_Supplied records_.

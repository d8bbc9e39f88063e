//! GPU meshes: vertex/index buffers, material uniforms, and texture bindings
//! for one drawable submesh

use crate::pipeline::MeshUniforms;
use crate::primitives::Mesh;
use crate::texture_cache::{GpuTexture, TextureCache, TextureKind};
use glam::{Mat4, Vec3};
use lumen_import::{ImportResult, ImportedMaterial};
use std::sync::Arc;
use wgpu::util::DeviceExt;

/// Offset of an attached character from the camera it follows
pub const DEFAULT_CHARACTER_OFFSET: Vec3 = Vec3::new(0.0, -3.5, 0.0);

/// Textures bound for one mesh
pub struct MeshTextures {
    pub albedo: Arc<GpuTexture>,
    pub normal_map: Option<Arc<GpuTexture>>,
}

/// A single GPU-resident mesh with its material data
pub struct GpuMesh {
    pub name: String,
    pub vertex_buffer: wgpu::Buffer,
    pub index_buffer: wgpu::Buffer,
    pub index_count: u32,
    pub material: ImportedMaterial,
    pub model: Mat4,
    pub has_texture_coords: bool,
    /// Skipped by the main pass while looking through the fly camera
    pub hidden_in_first_person: bool,
    textures: MeshTextures,
    uniform_buffer: wgpu::Buffer,
    bind_group: wgpu::BindGroup,
}

impl GpuMesh {
    #[allow(clippy::too_many_arguments)]
    pub fn new(
        device: &wgpu::Device,
        layout: &wgpu::BindGroupLayout,
        name: &str,
        mesh: &Mesh,
        material: ImportedMaterial,
        has_texture_coords: bool,
        textures: MeshTextures,
        default_normal: &GpuTexture,
    ) -> Self {
        let vertex_buffer = device.create_buffer_init(&wgpu::util::BufferInitDescriptor {
            label: Some(&format!("{} Vertex Buffer", name)),
            contents: bytemuck::cast_slice(&mesh.vertices),
            usage: wgpu::BufferUsages::VERTEX,
        });
        let index_buffer = device.create_buffer_init(&wgpu::util::BufferInitDescriptor {
            label: Some(&format!("{} Index Buffer", name)),
            contents: bytemuck::cast_slice(&mesh.indices),
            usage: wgpu::BufferUsages::INDEX,
        });

        let mut uniforms = mesh_uniforms(&material, Mat4::IDENTITY, has_texture_coords);
        uniforms.has_normal_map = textures.normal_map.is_some() as u32;
        let uniform_buffer = device.create_buffer_init(&wgpu::util::BufferInitDescriptor {
            label: Some(&format!("{} Mesh Uniforms", name)),
            contents: bytemuck::cast_slice(&[uniforms]),
            usage: wgpu::BufferUsages::UNIFORM | wgpu::BufferUsages::COPY_DST,
        });

        let normal = textures.normal_map.as_deref().unwrap_or(default_normal);
        let bind_group = device.create_bind_group(&wgpu::BindGroupDescriptor {
            layout,
            entries: &[
                wgpu::BindGroupEntry {
                    binding: 0,
                    resource: uniform_buffer.as_entire_binding(),
                },
                wgpu::BindGroupEntry {
                    binding: 1,
                    resource: wgpu::BindingResource::TextureView(&textures.albedo.view),
                },
                wgpu::BindGroupEntry {
                    binding: 2,
                    resource: wgpu::BindingResource::Sampler(&textures.albedo.sampler),
                },
                wgpu::BindGroupEntry {
                    binding: 3,
                    resource: wgpu::BindingResource::TextureView(&normal.view),
                },
                wgpu::BindGroupEntry {
                    binding: 4,
                    resource: wgpu::BindingResource::Sampler(&normal.sampler),
                },
            ],
            label: Some(&format!("{} Mesh Bind Group", name)),
        });

        Self {
            name: name.to_string(),
            vertex_buffer,
            index_buffer,
            index_count: mesh.indices.len() as u32,
            material,
            model: Mat4::IDENTITY,
            has_texture_coords,
            hidden_in_first_person: false,
            textures,
            uniform_buffer,
            bind_group,
        }
    }

    pub fn has_normal_map(&self) -> bool {
        self.textures.normal_map.is_some()
    }

    pub fn uniforms(&self) -> MeshUniforms {
        let mut uniforms = mesh_uniforms(&self.material, self.model, self.has_texture_coords);
        uniforms.has_normal_map = self.has_normal_map() as u32;
        uniforms
    }

    /// Upload the current model matrix and material
    pub fn write_uniforms(&self, queue: &wgpu::Queue) {
        queue.write_buffer(&self.uniform_buffer, 0, bytemuck::cast_slice(&[self.uniforms()]));
    }

    pub fn bind_group(&self) -> &wgpu::BindGroup {
        &self.bind_group
    }

    /// Issue the indexed draw. Pipeline and bind groups are set by the caller.
    pub fn draw(&self, pass: &mut wgpu::RenderPass<'_>) {
        pass.set_vertex_buffer(0, self.vertex_buffer.slice(..));
        pass.set_index_buffer(self.index_buffer.slice(..), wgpu::IndexFormat::Uint32);
        pass.draw_indexed(0..self.index_count, 0, 0..1);
    }

    pub fn translate(&mut self, offset: Vec3) {
        self.model = Mat4::from_translation(offset) * self.model;
    }

    /// Place the mesh relative to a camera, turned to face its heading
    pub fn attach_to_camera(&mut self, position: Vec3, forward: Vec3, offset: Vec3) {
        self.model = attached_transform(position, forward, offset);
    }
}

fn mesh_uniforms(material: &ImportedMaterial, model: Mat4, has_texture_coords: bool) -> MeshUniforms {
    MeshUniforms {
        model: model.to_cols_array_2d(),
        normal_matrix: MeshUniforms::normal_matrix(model).to_cols_array_2d(),
        kd: [material.kd[0], material.kd[1], material.kd[2], 1.0],
        ks: [material.ks[0], material.ks[1], material.ks[2], 1.0],
        shininess: material.shininess,
        transparency: material.transparency,
        has_tex_coords: has_texture_coords as u32,
        has_normal_map: 0,
    }
}

/// Model matrix of something carried by a camera: yawed to the camera's
/// heading, then pushed out by `offset` in that rotated frame
pub fn attached_transform(position: Vec3, forward: Vec3, offset: Vec3) -> Mat4 {
    let yaw = forward.x.atan2(forward.z);
    Mat4::from_translation(position) * Mat4::from_rotation_y(yaw) * Mat4::from_translation(offset)
}

/// Upload every submesh of an import. Textured meshes take their material's
/// albedo, or the cache's fallback albedo when it names none.
pub fn upload_all(
    device: &wgpu::Device,
    queue: &wgpu::Queue,
    layout: &wgpu::BindGroupLayout,
    import: &ImportResult,
    textures: &mut TextureCache,
) -> Vec<GpuMesh> {
    import
        .meshes
        .iter()
        .map(|imported| {
            let material = import.material_for(imported).cloned().unwrap_or_default();
            let has_texture_coords = imported.has_texture_coords();

            let mesh_textures = if has_texture_coords {
                let albedo = material
                    .diffuse_texture
                    .as_ref()
                    .and_then(|r| textures.resolve(device, queue, r, import, TextureKind::Color))
                    .unwrap_or_else(|| textures.fallback_albedo.clone());
                let normal_map = material
                    .normal_texture
                    .as_ref()
                    .and_then(|r| textures.resolve(device, queue, r, import, TextureKind::Linear));
                MeshTextures { albedo, normal_map }
            } else {
                MeshTextures {
                    albedo: textures.default_white.clone(),
                    normal_map: None,
                }
            };

            let name = format!("{}/{}", import.name, imported.name);
            let default_normal = textures.default_normal.clone();
            GpuMesh::new(
                device,
                layout,
                &name,
                &Mesh::from_imported(imported),
                material,
                has_texture_coords,
                mesh_textures,
                &default_normal,
            )
        })
        .collect()
}

#[cfg(test)]
mod tests {
    use super::*;

    fn close(a: Vec3, b: Vec3) -> bool {
        (a - b).length() < 1e-5
    }

    #[test]
    fn attached_mesh_sits_below_camera() {
        let m = attached_transform(Vec3::new(1.0, 2.0, 3.0), Vec3::Z, DEFAULT_CHARACTER_OFFSET);
        assert!(close(m.transform_point3(Vec3::ZERO), Vec3::new(1.0, -1.5, 3.0)));
    }

    #[test]
    fn attached_mesh_turns_with_heading() {
        let m = attached_transform(Vec3::ZERO, Vec3::X, Vec3::new(0.0, 0.0, 1.0));
        assert!(close(m.transform_point3(Vec3::ZERO), Vec3::X));
    }

    #[test]
    fn uniforms_carry_material() {
        let material = ImportedMaterial {
            kd: [0.5, 0.25, 1.0],
            shininess: 32.0,
            ..Default::default()
        };
        let u = mesh_uniforms(&material, Mat4::IDENTITY, false);
        assert_eq!(u.kd, [0.5, 0.25, 1.0, 1.0]);
        assert_eq!(u.shininess, 32.0);
        assert_eq!(u.has_tex_coords, 0);
    }
}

_What you are asked to do_. Of the entries above, repeat exactly the lines from the line with "fn close(a: Vec3, b: Vec3)" through the line with "3.0), Vec3::Z, DEFAULT_CHARACTER_OFFSET);", both of them included.

_Expected answer_.
    fn close(a: Vec3, b: Vec3) -> bool {
        (a - b).length() < 1e-5
    }

    #[test]
    fn attached_mesh_sits_below_camera() {
        let m = attached_transform(Vec3::new(1.0, 2.0, 3.0), Vec3::Z, DEFAULT_CHARACTER_OFFSET);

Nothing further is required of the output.